I didn’t know anything about TNT’s new series I Am the Night going in, except that the Best Chris was in it, and that’s really all I needed to know. I had heard some murmurings about a connection to The Black Dahlia case, but that connection was not apparent in the first episode. I kept anticipating that India Eisley’s Fauna Hodel would end up dead, a victim of the Black Dahlia killer. That’s not where I Am the Night is headed, however, although the potential Black Dahlia killer has already been introduced to the series.

But let’s back up a little: I Am the Night is centered on Fauna Hodel (India Eisley), a light-skinned biracial teenager who doesn’t quite fit in with either black people or white people and is often confused for white. She’s being raised by an alcoholic black mother, Jimmy Lee, and there’s clearly some emotional abuse going on in the home. Fauna soon discovers, however, that the woman she long believed was her biological mother is not. A woman named Tamar Hodel gave Jimmy Lee a couple of $50 tips at a casino in 1951 and basically told her to raise her baby for her. Jimmy Lee was told that the father was black, and Tamar even had Fauna’s birth certificate reflect that to be the case. Fauna grew up believing she was mixed race, although Jimmy Lee had her doubts.

When Fauna discovers that Jimmy Lee is not blood-related, she decides to locate her biological mother, which brings her to her biological grandfather, George Hodel, a wealthy physician, who warns Fauna away from her mother. This is essentially where the first episode leaves off.

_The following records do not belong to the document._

use bevy_ecs::schedule::{ExecutorKind, IntoScheduleConfigs, Schedule, ScheduleLabel, SystemSet};

use super::clock::advance_clock;

/// Schedule label for one combat tick. Run manually via
/// `app.world_mut().run_schedule(CombatTick)`.
#[derive(ScheduleLabel, Debug, Clone, PartialEq, Eq, Hash)]
pub struct CombatTick;

/// Ordered phases within each combat tick.
#[derive(SystemSet, Debug, Clone, PartialEq, Eq, Hash)]
pub enum CombatPhase {
    /// Message queue rotation.
    First,
    /// Apply queued provocations and taunts.
    Ingest,
    /// Per-actor target resolution.
    Resolve,
    /// Clock advance.
    Last,
}

/// Build a `CombatTick` schedule with phase ordering and the clock system
/// installed. Threat systems hook into it through [`ThreatPlugin`].
///
/// [`ThreatPlugin`]: super::plugin::ThreatPlugin
pub fn configure_combat_schedule(executor: ExecutorKind) -> Schedule {
    let mut schedule = Schedule::new(CombatTick);
    schedule.set_executor_kind(executor);
    schedule.configure_sets(
        (
            CombatPhase::First,
            CombatPhase::Ingest,
            CombatPhase::Resolve,
            CombatPhase::Last,
        )
            .chain(),
    );
    schedule.add_systems(advance_clock.in_set(CombatPhase::Last));
    schedule
}
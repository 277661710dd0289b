//! Chained-builder test scenario: a roster of combatants plus roster-backed
//! engine calls, so tests read as "who is around and what happened" instead
//! of hand-wiring callbacks.

use std::collections::BTreeMap;

use crate::id::IdGenerator;
use crate::model::{
    EntityId, InvalidReason, Millis, Role, ThreatConfig, ThreatState, Validity,
};
use crate::sim::{self, TauntOptions, ThreatHooks};

/// One potential target as the host sees it.
#[derive(Copy, Clone, Debug)]
pub struct Combatant {
    pub role: Role,
    pub validity: Validity,
}

/// Roster of combatants backing the engine's callbacks in tests.
///
/// Unregistered ids answer `Missing` / `Unknown`, matching how a real host
/// reports a despawned entity.
#[derive(Debug, Default)]
pub struct Scenario {
    roster: BTreeMap<EntityId, Combatant>,
    ids: IdGenerator,
}

/// Typed reference to a combatant, enabling chained field mutation.
/// Call [`.id()`](CombatantRef::id) to terminate the chain.
pub struct CombatantRef<'a> {
    scenario: &'a mut Scenario,
    id: EntityId,
}

impl<'a> CombatantRef<'a> {
    fn data_mut(&mut self) -> &mut Combatant {
        self.scenario.roster.get_mut(&self.id).unwrap()
    }

    pub fn role(mut self, v: Role) -> Self {
        self.data_mut().role = v;
        self
    }

    pub fn validity(mut self, v: Validity) -> Self {
        self.data_mut().validity = v;
        self
    }

    /// Terminate the chain and return the entity ID.
    pub fn id(self) -> EntityId {
        self.id
    }
}

impl Scenario {
    pub fn new() -> Self {
        Self::default()
    }

    /// Register a combatant (valid, role unknown); chain `.role()` /
    /// `.validity()` and end with `.id()`.
    pub fn combatant(&mut self) -> CombatantRef<'_> {
        let id = self.ids.next_id();
        self.roster.insert(
            id,
            Combatant {
                role: Role::Unknown,
                validity: Validity::Valid,
            },
        );
        CombatantRef { scenario: self, id }
    }

    pub fn set_validity(&mut self, id: EntityId, v: Validity) {
        if let Some(c) = self.roster.get_mut(&id) {
            c.validity = v;
        }
    }

    pub fn set_role(&mut self, id: EntityId, role: Role) {
        if let Some(c) = self.roster.get_mut(&id) {
            c.role = role;
        }
    }

    /// Deregister entirely, as a host would on despawn.
    pub fn remove(&mut self, id: EntityId) {
        self.roster.remove(&id);
    }

    pub fn validity_of(&self, id: EntityId) -> Validity {
        self.roster
            .get(&id)
            .map_or(Validity::Invalid(InvalidReason::Missing), |c| c.validity)
    }

    pub fn role_of(&self, id: EntityId) -> Role {
        self.roster.get(&id).map_or(Role::Unknown, |c| c.role)
    }

    // -- Engine calls with roster-backed hooks --

    pub fn provoke(
        &self,
        state: &mut ThreatState,
        source: EntityId,
        amount: f64,
        now: Millis,
        config: &ThreatConfig,
    ) {
        let validate = |id: EntityId| self.validity_of(id);
        let role_of = |id: EntityId| self.role_of(id);
        let hooks = ThreatHooks {
            validate: Some(&validate),
            role_of: Some(&role_of),
        };
        sim::record_provocation(state, source, amount, now, config, &hooks);
    }

    pub fn decay(&self, state: &mut ThreatState, now: Millis, config: &ThreatConfig) {
        let validate = |id: EntityId| self.validity_of(id);
        let role_of = |id: EntityId| self.role_of(id);
        let hooks = ThreatHooks {
            validate: Some(&validate),
            role_of: Some(&role_of),
        };
        sim::decay(state, now, config, &hooks);
    }

    pub fn taunt(
        &self,
        state: &mut ThreatState,
        source: EntityId,
        opts: TauntOptions,
        now: Millis,
        config: &ThreatConfig,
    ) {
        let validate = |id: EntityId| self.validity_of(id);
        let role_of = |id: EntityId| self.role_of(id);
        let hooks = ThreatHooks {
            validate: Some(&validate),
            role_of: Some(&role_of),
        };
        sim::apply_taunt(state, source, opts, now, config, &hooks);
    }

    pub fn resolve(
        &self,
        state: &mut ThreatState,
        now: Millis,
        config: &ThreatConfig,
    ) -> Option<EntityId> {
        let validate = |id: EntityId| self.validity_of(id);
        let role_of = |id: EntityId| self.role_of(id);
        let hooks = ThreatHooks {
            validate: Some(&validate),
            role_of: Some(&role_of),
        };
        sim::resolve(state, now, config, &hooks)
    }

    pub fn assist(
        &self,
        ally: &ThreatState,
        now: Millis,
        config: &ThreatConfig,
    ) -> Option<EntityId> {
        let validate = |id: EntityId| self.validity_of(id);
        let role_of = |id: EntityId| self.role_of(id);
        let hooks = ThreatHooks {
            validate: Some(&validate),
            role_of: Some(&role_of),
        };
        sim::evaluate_assist(ally, now, config, &hooks)
    }
}
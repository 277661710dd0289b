//! Target-legality and combat-role vocabulary.
//!
//! The engine knows nothing about rooms, stealth, death, or protection rules.
//! It only branches on these closed enums, answered by host callbacks. Adding
//! a reason is a compile-time-visible decision: every consumer matches
//! exhaustively.

use serde::{Deserialize, Serialize};

/// Combat role reported by the host's classifier. Shapes decay retention only.
#[derive(Copy, Clone, Debug, PartialEq, Eq, Hash, Serialize, Deserialize)]
pub enum Role {
    Tank,
    Healer,
    Dps,
    Unknown,
}

/// Why a candidate is not currently a legal target.
#[derive(Copy, Clone, Debug, PartialEq, Eq, Hash, Serialize, Deserialize)]
pub enum InvalidReason {
    Dead,
    Missing,
    OutOfRoom,
    Stealth,
    Protected,
}

/// Verdict of the host's `validate` callback for one candidate.
#[derive(Copy, Clone, Debug, Default, PartialEq, Eq, Serialize, Deserialize)]
pub enum Validity {
    #[default]
    Valid,
    Invalid(InvalidReason),
}

impl Validity {
    pub fn is_valid(self) -> bool {
        matches!(self, Validity::Valid)
    }

    pub fn reason(self) -> Option<InvalidReason> {
        match self {
            Validity::Valid => None,
            Validity::Invalid(reason) => Some(reason),
        }
    }
}
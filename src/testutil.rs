//! Shared test drivers.

use rand::rngs::SmallRng;
use rand::{Rng, SeedableRng};

use crate::model::{EntityId, Millis, ThreatConfig, ThreatState};
use crate::scenario::Scenario;
use crate::sim::TauntOptions;

/// Apply `ops` random engine operations (provoke / taunt / decay / resolve)
/// at strictly advancing timestamps. Deterministic for a given seed, so
/// invariant tests are reproducible.
pub fn churn(
    scenario: &Scenario,
    state: &mut ThreatState,
    ids: &[EntityId],
    ops: u32,
    seed: u64,
    config: &ThreatConfig,
) {
    assert!(!ids.is_empty(), "churn needs at least one combatant");
    let mut rng = SmallRng::seed_from_u64(seed);
    let mut now: Millis = 0;
    for _ in 0..ops {
        now += rng.random_range(0..2_500);
        let source = ids[rng.random_range(0..ids.len())];
        match rng.random_range(0..4) {
            0 => scenario.provoke(state, source, rng.random_range(-5.0..25.0), now, config),
            1 => scenario.taunt(state, source, TauntOptions::default(), now, config),
            2 => scenario.decay(state, now, config),
            _ => {
                scenario.resolve(state, now, config);
            }
        }
    }
}

/// Assert the strictly-positive ledger invariant.
pub fn assert_ledger_positive(state: &ThreatState) {
    for (&id, &threat) in &state.ledger {
        assert!(
            threat > 0.0,
            "ledger entry {id} holds non-positive threat {threat}"
        );
        assert!(threat.is_finite(), "ledger entry {id} is not finite");
    }
}
use bevy_app::App;
use bevy_ecs::message::{MessageRegistry, message_update_system};
use bevy_ecs::schedule::{ExecutorKind, IntoScheduleConfigs};

use crate::model::ThreatConfig;

use super::clock::CombatClock;
use super::events::{TargetChanged, ThreatCommand};
use super::plugin::ThreatPlugin;
use super::resources::{CombatantDirectory, ThreatSettings};
use super::schedule::{CombatPhase, configure_combat_schedule};

/// Build a headless app with the combat clock, combatant directory, message
/// types, and threat systems installed.
///
/// The caller drives ticks manually:
///
/// ```ignore
/// let mut app = build_combat_app(100, ThreatConfig::default());
/// app.world_mut().run_schedule(CombatTick);
/// ```
pub fn build_combat_app(tick_ms: u64, config: ThreatConfig) -> App {
    let mut app = App::empty();

    app.insert_resource(CombatClock::new(tick_ms));
    app.insert_resource(ThreatSettings(config));
    app.insert_resource(CombatantDirectory::new());

    MessageRegistry::register_message::<ThreatCommand>(app.world_mut());
    MessageRegistry::register_message::<TargetChanged>(app.world_mut());

    let mut schedule = configure_combat_schedule(ExecutorKind::SingleThreaded);
    schedule.add_systems(message_update_system.in_set(CombatPhase::First));
    app.add_schedule(schedule);

    app.add_plugins(ThreatPlugin);
    app
}
pub mod config;
pub mod threat;
pub mod timestamp;
pub mod validity;

/// Host-assigned identifier for any combat participant.
pub type EntityId = u64;

pub use config::{MIN_TAUNT_DURATION_MS, RoleDecayMultipliers, ThreatConfig};
pub use threat::{ClearedBreadcrumb, SelectionRecord, ThreatState};
pub use timestamp::{MILLIS_PER_SECOND, Millis};
pub use validity::{InvalidReason, Role, Validity};
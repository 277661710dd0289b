//! Headless app tests: commands in through messages, targets out through
//! components and `TargetChanged`.

use bevy_app::App;
use bevy_ecs::message::Messages;

use threat_engine::ecs::{
    CombatTick, CombatantDirectory, CurrentTarget, TargetChanged, ThreatCommand, build_combat_app,
    spawn_hostile,
};
use threat_engine::model::{InvalidReason, Role, ThreatConfig, Validity};
use threat_engine::sim::TauntOptions;

fn tick(app: &mut App) {
    app.world_mut().run_schedule(CombatTick);
}

fn write_command(app: &mut App, command: ThreatCommand) {
    app.world_mut()
        .resource_mut::<Messages<ThreatCommand>>()
        .write(command);
}

fn drain_changes(app: &mut App) -> Vec<TargetChanged> {
    app.world_mut()
        .resource_mut::<Messages<TargetChanged>>()
        .drain()
        .collect()
}

#[test]
fn provoked_actor_acquires_a_target() {
    let mut app = build_combat_app(100, ThreatConfig::default());
    app.world_mut()
        .resource_mut::<CombatantDirectory>()
        .register(10, Role::Dps);
    let actor = spawn_hostile(app.world_mut(), 1);

    write_command(
        &mut app,
        ThreatCommand::Provoke {
            actor: 1,
            source: 10,
            amount: 12.0,
        },
    );
    tick(&mut app);

    let target = app.world().get::<CurrentTarget>(actor).unwrap();
    assert_eq!(target.0, Some(10));

    let changes = drain_changes(&mut app);
    assert_eq!(
        changes,
        vec![TargetChanged {
            actor: 1,
            previous: None,
            current: Some(10),
        }]
    );
}

#[test]
fn command_for_unknown_actor_is_dropped() {
    let mut app = build_combat_app(100, ThreatConfig::default());
    let actor = spawn_hostile(app.world_mut(), 1);

    write_command(
        &mut app,
        ThreatCommand::Provoke {
            actor: 99,
            source: 10,
            amount: 12.0,
        },
    );
    tick(&mut app);

    let target = app.world().get::<CurrentTarget>(actor).unwrap();
    assert_eq!(target.0, None);
    assert!(app.world().resource::<Messages<TargetChanged>>().is_empty());
}

#[test]
fn taunt_overrides_until_the_window_expires() {
    let mut app = build_combat_app(1_000, ThreatConfig::default());
    {
        let mut directory = app.world_mut().resource_mut::<CombatantDirectory>();
        directory.register(10, Role::Tank);
        directory.register(11, Role::Dps);
    }
    let actor = spawn_hostile(app.world_mut(), 1);

    write_command(
        &mut app,
        ThreatCommand::Provoke {
            actor: 1,
            source: 10,
            amount: 20.0,
        },
    );
    tick(&mut app);
    assert_eq!(app.world().get::<CurrentTarget>(actor).unwrap().0, Some(10));

    write_command(
        &mut app,
        ThreatCommand::Taunt {
            actor: 1,
            source: 11,
            opts: TauntOptions::default(),
        },
    );
    tick(&mut app);
    assert_eq!(app.world().get::<CurrentTarget>(actor).unwrap().0, Some(11));

    // Ride out the 4s window. The tank's accumulated lead reclaims the
    // actor's attention the moment the override lapses.
    for _ in 0..4 {
        tick(&mut app);
    }
    assert_eq!(app.world().get::<CurrentTarget>(actor).unwrap().0, Some(10));
}

#[test]
fn dead_target_is_released() {
    let mut app = build_combat_app(100, ThreatConfig::default());
    app.world_mut()
        .resource_mut::<CombatantDirectory>()
        .register(10, Role::Dps);
    let actor = spawn_hostile(app.world_mut(), 1);

    write_command(
        &mut app,
        ThreatCommand::Provoke {
            actor: 1,
            source: 10,
            amount: 5.0,
        },
    );
    tick(&mut app);
    assert_eq!(app.world().get::<CurrentTarget>(actor).unwrap().0, Some(10));
    drain_changes(&mut app);

    app.world_mut()
        .resource_mut::<CombatantDirectory>()
        .set_validity(10, Validity::Invalid(InvalidReason::Dead));
    tick(&mut app);

    assert_eq!(app.world().get::<CurrentTarget>(actor).unwrap().0, None);
    let changes = drain_changes(&mut app);
    assert_eq!(
        changes,
        vec![TargetChanged {
            actor: 1,
            previous: Some(10),
            current: None,
        }]
    );
}
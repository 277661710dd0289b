use bevy_ecs::resource::Resource;
use bevy_ecs::system::ResMut;

use crate::model::Millis;

/// Combat clock resource: current engine time in milliseconds plus a tick
/// counter.
///
/// The `advance_clock` system moves the clock forward at the end of each tick
/// (in `CombatPhase::Last`), so systems see the current time before it
/// advances. The engine only reads `now`; how often the host runs the tick is
/// the host's business.
#[derive(Resource, Debug, Clone)]
pub struct CombatClock {
    pub now: Millis,
    pub tick_ms: u64,
    pub tick_count: u64,
}

impl CombatClock {
    pub fn new(tick_ms: u64) -> Self {
        Self {
            now: 0,
            tick_ms: tick_ms.max(1),
            tick_count: 0,
        }
    }

    /// Advance the clock by one tick's worth of milliseconds.
    pub fn advance(&mut self) {
        self.now = self.now.saturating_add(self.tick_ms);
        self.tick_count += 1;
    }
}

/// Bevy system that advances the combat clock, registered in
/// `CombatPhase::Last`.
pub fn advance_clock(mut clock: ResMut<CombatClock>) {
    clock.advance();
}
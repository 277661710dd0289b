//! Collaborator callbacks supplied by the host per call.
//!
//! The engine treats these as total: a missing callback answers
//! `Validity::Valid` / `Role::Unknown`, so a host that cannot classify a
//! candidate degrades to permissive defaults instead of failing.

use crate::model::{EntityId, Role, Validity};

/// Borrowed host callbacks for one engine call.
#[derive(Clone, Copy, Default)]
pub struct ThreatHooks<'a> {
    /// Is this candidate a legal target right now, and if not, why not.
    pub validate: Option<&'a dyn Fn(EntityId) -> Validity>,
    /// Combat-role classifier; shapes decay retention only.
    pub role_of: Option<&'a dyn Fn(EntityId) -> Role>,
}

impl<'a> ThreatHooks<'a> {
    /// No callbacks: every candidate is valid, every role unknown.
    pub fn none() -> Self {
        Self::default()
    }

    pub fn with_validator(validate: &'a dyn Fn(EntityId) -> Validity) -> Self {
        Self {
            validate: Some(validate),
            role_of: None,
        }
    }

    pub fn validity_of(&self, id: EntityId) -> Validity {
        self.validate.map_or(Validity::Valid, |f| f(id))
    }

    pub fn role_for(&self, id: EntityId) -> Role {
        self.role_of.map_or(Role::Unknown, |f| f(id))
    }
}
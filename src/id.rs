use crate::model::EntityId;

/// Monotonic combatant-id generator. Hands out each id exactly once, so a
/// roster built through it never aliases two combatants.
///
/// Hosts that assign their own ids can skip this entirely; the engine only
/// ever compares ids it is handed.
#[derive(Debug)]
pub struct IdGenerator {
    next: EntityId,
}

impl IdGenerator {
    pub fn new() -> Self {
        Self { next: 1 }
    }

    /// Continue a sequence, e.g. after reloading a snapshot whose ids are
    /// already taken.
    pub fn starting_from(start: EntityId) -> Self {
        Self { next: start }
    }

    pub fn next_id(&mut self) -> EntityId {
        let id = self.next;
        self.next += 1;
        id
    }
}

impl Default for IdGenerator {
    fn default() -> Self {
        Self::new()
    }
}
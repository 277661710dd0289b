//! Read-only assist heuristic: should this actor pile onto an ally's fight?
//!
//! Purely advisory: the ally's record is never mutated and no state is
//! shared between actors; an external behavior controller decides what to do
//! with the answer.

use crate::model::{EntityId, Millis, ThreatConfig, ThreatState};

use super::context::ThreatHooks;
use super::resolve::resolve;

/// The ally's resolved top target, but only when the ally was provoked within
/// `assist_window_ms` and that target's threat meets `assist_min_top_threat`.
pub fn evaluate_assist(
    ally: &ThreatState,
    now: Millis,
    config: &ThreatConfig,
    hooks: &ThreatHooks,
) -> Option<EntityId> {
    let config = config.sanitized();
    let provoked_at = ally.last_aggro_at?;
    if now.saturating_sub(provoked_at) > config.assist_window_ms {
        return None;
    }

    // Resolve against a scratch copy; the ally's own record stays untouched.
    let mut scratch = ally.clone();
    let target = resolve(&mut scratch, now, &config, hooks)?;
    (scratch.threat_of(target) >= config.assist_min_top_threat).then_some(target)
}

#[cfg(test)]
mod tests {
    use super::*;
    use crate::sim::provocation::record_provocation;

    #[test]
    fn assists_a_recently_provoked_ally() {
        let cfg = ThreatConfig::default();
        let mut ally = ThreatState::new();
        record_provocation(&mut ally, 1, 10.0, 0, &cfg, &ThreatHooks::none());

        assert_eq!(
            evaluate_assist(&ally, 2_000, &cfg, &ThreatHooks::none()),
            Some(1)
        );
    }

    #[test]
    fn ally_state_is_never_mutated() {
        let cfg = ThreatConfig::default();
        let mut ally = ThreatState::new();
        record_provocation(&mut ally, 1, 10.0, 0, &cfg, &ThreatHooks::none());

        let before = ally.clone();
        evaluate_assist(&ally, 3_000, &cfg, &ThreatHooks::none());
        assert_eq!(ally, before);
    }

    #[test]
    fn stale_provocation_is_ignored() {
        let cfg = ThreatConfig::default();
        let mut ally = ThreatState::new();
        record_provocation(&mut ally, 1, 100.0, 0, &cfg, &ThreatHooks::none());

        // Past the 5s assist window.
        assert_eq!(evaluate_assist(&ally, 5_001, &cfg, &ThreatHooks::none()), None);
    }

    #[test]
    fn weak_top_threat_is_not_worth_assisting() {
        let cfg = ThreatConfig::default();
        let mut ally = ThreatState::new();
        record_provocation(&mut ally, 1, 3.0, 0, &cfg, &ThreatHooks::none());

        // After decay the target's threat falls below the minimum of 1.
        assert_eq!(evaluate_assist(&ally, 2_500, &cfg, &ThreatHooks::none()), Some(1));
        assert_eq!(evaluate_assist(&ally, 4_900, &cfg, &ThreatHooks::none()), None);
    }

    #[test]
    fn unprovoked_ally_yields_none() {
        let cfg = ThreatConfig::default();
        let ally = ThreatState::new();
        assert_eq!(evaluate_assist(&ally, 0, &cfg, &ThreatHooks::none()), None);
    }
}
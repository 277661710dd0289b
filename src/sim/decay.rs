//! Time-based threat drain.
//!
//! Decay consumes whole seconds only: a sub-second call returns the state
//! unchanged and leaves the anchor alone, so rapid successive ticks never
//! lose fractional decay debt and results stay independent of caller jitter.

use crate::model::timestamp::{advance_whole_seconds, whole_seconds_between};
use crate::model::{EntityId, InvalidReason, Millis, ThreatConfig, ThreatState, Validity};

use super::context::ThreatHooks;

/// Age the ledger forward to `now`.
///
/// Per entry the drain is `decay_per_second * elapsed * role * visibility`.
/// Candidates the host reports dead, protected, or missing are pruned
/// immediately; out-of-room and stealthed candidates drain at the harsher
/// out-of-sight multiplier. Entries at or below `prune_below` are dropped.
pub fn decay(state: &mut ThreatState, now: Millis, config: &ThreatConfig, hooks: &ThreatHooks) {
    let config = config.sanitized();
    let anchor = state.last_decay_at.or(state.last_aggro_at).unwrap_or(now);
    let elapsed = whole_seconds_between(anchor, now);
    if elapsed == 0 {
        return;
    }

    let base = config.decay_per_second * elapsed as f64;
    let ids: Vec<EntityId> = state.ledger.keys().copied().collect();
    for id in ids {
        let visibility = match hooks.validity_of(id) {
            Validity::Valid => 1.0,
            Validity::Invalid(InvalidReason::OutOfRoom | InvalidReason::Stealth) => {
                config.out_of_sight_decay
            }
            Validity::Invalid(
                InvalidReason::Dead | InvalidReason::Protected | InvalidReason::Missing,
            ) => {
                state.ledger.remove(&id);
                continue;
            }
        };
        let drain = base * config.role_decay.for_role(hooks.role_for(id)) * visibility;
        let remaining = state.threat_of(id) - drain;
        if remaining <= config.prune_below {
            state.ledger.remove(&id);
        } else {
            state.ledger.insert(id, remaining);
        }
    }

    state.last_decay_at = Some(advance_whole_seconds(anchor, elapsed));
}
use std::collections::BTreeMap;

use bevy_ecs::resource::Resource;

use crate::model::{EntityId, InvalidReason, Role, ThreatConfig, Validity};

/// Engine tuning knobs as an ECS resource.
#[derive(Resource, Debug, Clone, Default)]
pub struct ThreatSettings(pub ThreatConfig);

/// Host-maintained registry answering target legality and combat roles.
/// This is the caller-supplied judgement seam: the engine never decides
/// on its own whether someone is dead, hidden, or protected.
///
/// Unregistered ids answer `Missing` / `Unknown`, matching how a host
/// reports a despawned entity.
#[derive(Resource, Debug, Clone, Default)]
pub struct CombatantDirectory {
    roles: BTreeMap<EntityId, Role>,
    validity: BTreeMap<EntityId, Validity>,
}

impl CombatantDirectory {
    pub fn new() -> Self {
        Self::default()
    }

    /// Register a combatant as a valid target with the given role.
    pub fn register(&mut self, id: EntityId, role: Role) {
        self.roles.insert(id, role);
        self.validity.insert(id, Validity::Valid);
    }

    pub fn set_validity(&mut self, id: EntityId, v: Validity) {
        self.validity.insert(id, v);
    }

    pub fn set_role(&mut self, id: EntityId, role: Role) {
        self.roles.insert(id, role);
    }

    /// Deregister entirely, as on despawn.
    pub fn deregister(&mut self, id: EntityId) {
        self.roles.remove(&id);
        self.validity.remove(&id);
    }

    pub fn validity_of(&self, id: EntityId) -> Validity {
        self.validity
            .get(&id)
            .copied()
            .unwrap_or(Validity::Invalid(InvalidReason::Missing))
    }

    pub fn role_of(&self, id: EntityId) -> Role {
        self.roles.get(&id).copied().unwrap_or(Role::Unknown)
    }
}
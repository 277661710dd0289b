pub mod assist;
pub mod context;
pub mod decay;
pub mod provocation;
pub mod resolve;
pub mod taunt;

pub use assist::evaluate_assist;
pub use context::ThreatHooks;
pub use decay::decay;
pub use provocation::record_provocation;
pub use resolve::resolve;
pub use taunt::{SOFT_TAUNT_MARGIN, TauntOptions, apply_taunt};
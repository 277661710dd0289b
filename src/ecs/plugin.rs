use bevy_app::{App, Plugin};
use bevy_ecs::schedule::IntoScheduleConfigs;

use super::schedule::{CombatPhase, CombatTick};
use super::systems::{apply_threat_commands, resolve_targets};

/// Installs command ingestion and target resolution into the combat tick.
pub struct ThreatPlugin;

impl Plugin for ThreatPlugin {
    fn build(&self, app: &mut App) {
        app.add_systems(CombatTick, apply_threat_commands.in_set(CombatPhase::Ingest));
        app.add_systems(CombatTick, resolve_targets.in_set(CombatPhase::Resolve));
    }
}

Meanwhile, Jay Singletary (Chris Pine) — a fictional journalist for the Los Angeles Times — is struggling because of accusations he leveled against Hodel earlier in his career. Jay is about to hit rock bottom and commit suicide when he receives a phone call from Fauna’s non-biological mother, Jimmy Lee, who tells him that everything he wrote about George Hodel back in the day was accurate.

That’s where The Black Dahlia connection comes in. As it turns out, George Hodel may have been the Black Dahlia killer, at least according to former Los Angeles police department detective Steve Hodel, who is … George Hodel’s son. Steve Hodel has done extensive research over the last 18 years trying to prove that his father was the Black Dahlia killer, and the evidence is fairly convincing. In fact, Hodel was a prime suspect even before his son got involved. Elizabeth Short (The Black Dahlia) was killed in 1947, and the suspicious death of Hodel’s secretary in 1945 cast some suspicion on him when investigators began to pursue leads in the Short murder. In 1949, Hodel’s daughter, Tamar (Fauna’s biological mother), also accused George of sexual abuse, but he was acquitted at trial after he basically smeared his own daughter. There is considerably more evidence potentially connecting Hodel to The Black Dahlia, as well, though I assume that I Am the Night will hit the highlights.

Given the fact that The Black Dahlia murder was never solved, however, I’m not sure that Chris Pine’s character is going to have any better luck this time around. Fortunately, at least, Fauna survived the ordeal, raised two lovely daughters, and wrote a book about growing up biracial in the 1950s and ’60s, before passing away in 2017.